EXERCISE: For each line in the data below that holds "AppError", return a copy.

DATA SUPPLIED:
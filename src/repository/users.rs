//! Users repository

use sqlx::{Pool, Postgres};

use super::{referential, Page};
use crate::{
    error::{AppError, AppResult},
    models::user::{CreateUser, User},
};

const USER_COLUMNS: &str = "id, username, password, first_name, last_name, email, \
                            is_active, is_staff, is_superuser, permissions, created_at";

#[derive(Clone)]
pub struct UsersRepository {
    pool: Pool<Postgres>,
}

impl UsersRepository {
    pub fn new(pool: Pool<Postgres>) -> Self {
        Self { pool }
    }

    /// List users ordered by username
    pub async fn list(&self, page: Page) -> AppResult<(Vec<User>, i64)> {
        let total = self.count().await?;

        let sql = format!(
            "SELECT {} FROM users ORDER BY username LIMIT $1 OFFSET $2",
            USER_COLUMNS
        );
        let rows = sqlx::query_as::<_, User>(&sql)
            .bind(page.limit)
            .bind(page.offset)
            .fetch_all(&self.pool)
            .await?;

        Ok((rows, total))
    }

    pub async fn count(&self) -> AppResult<i64> {
        let count: i64 = sqlx::query_scalar("SELECT COUNT(*) FROM users")
            .fetch_one(&self.pool)
            .await?;
        Ok(count)
    }

    /// Get user by ID
    pub async fn get_by_id(&self, id: i32) -> AppResult<User> {
        let sql = format!("SELECT {} FROM users WHERE id = $1", USER_COLUMNS);
        sqlx::query_as::<_, User>(&sql)
            .bind(id)
            .fetch_optional(&self.pool)
            .await?
            .ok_or_else(|| AppError::NotFound(format!("User {} not found", id)))
    }

    /// Get user by username
    pub async fn get_by_username(&self, username: &str) -> AppResult<Option<User>> {
        let sql = format!("SELECT {} FROM users WHERE username = $1", USER_COLUMNS);
        let user = sqlx::query_as::<_, User>(&sql)
            .bind(username)
            .fetch_optional(&self.pool)
            .await?;
        Ok(user)
    }

    pub async fn username_exists(&self, username: &str) -> AppResult<bool> {
        let exists: bool =
            sqlx::query_scalar("SELECT EXISTS(SELECT 1 FROM users WHERE username = $1)")
                .bind(username)
                .fetch_one(&self.pool)
                .await?;
        Ok(exists)
    }

    /// Create a user; `password_hash` is already hashed
    pub async fn create(&self, data: &CreateUser, password_hash: Option<String>) -> AppResult<User> {
        let permissions: Vec<String> = data
            .permissions
            .iter()
            .map(|p| p.codename().to_string())
            .collect();

        let sql = format!(
            r#"
            INSERT INTO users (username, password, first_name, last_name, email,
                               is_staff, is_superuser, permissions)
            VALUES ($1, $2, $3, $4, $5, $6, $7, $8)
            RETURNING {}
            "#,
            USER_COLUMNS
        );
        let user = sqlx::query_as::<_, User>(&sql)
            .bind(&data.username)
            .bind(password_hash)
            .bind(&data.first_name)
            .bind(&data.last_name)
            .bind(&data.email)
            .bind(data.is_staff)
            .bind(data.is_superuser)
            .bind(permissions)
            .fetch_one(&self.pool)
            .await?;
        Ok(user)
    }

    /// Delete a user; copies they borrowed lose their borrower
    pub async fn delete(&self, id: i32) -> AppResult<()> {
        let mut tx = self.pool.begin().await?;
        referential::delete_with_rules(&mut tx, "users", id).await?;
        tx.commit().await?;
        Ok(())
    }
}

EXPECTED ANSWER:
    error::{AppError, AppResult},
            .ok_or_else(|| AppError::NotFound(format!("User {} not found", id)))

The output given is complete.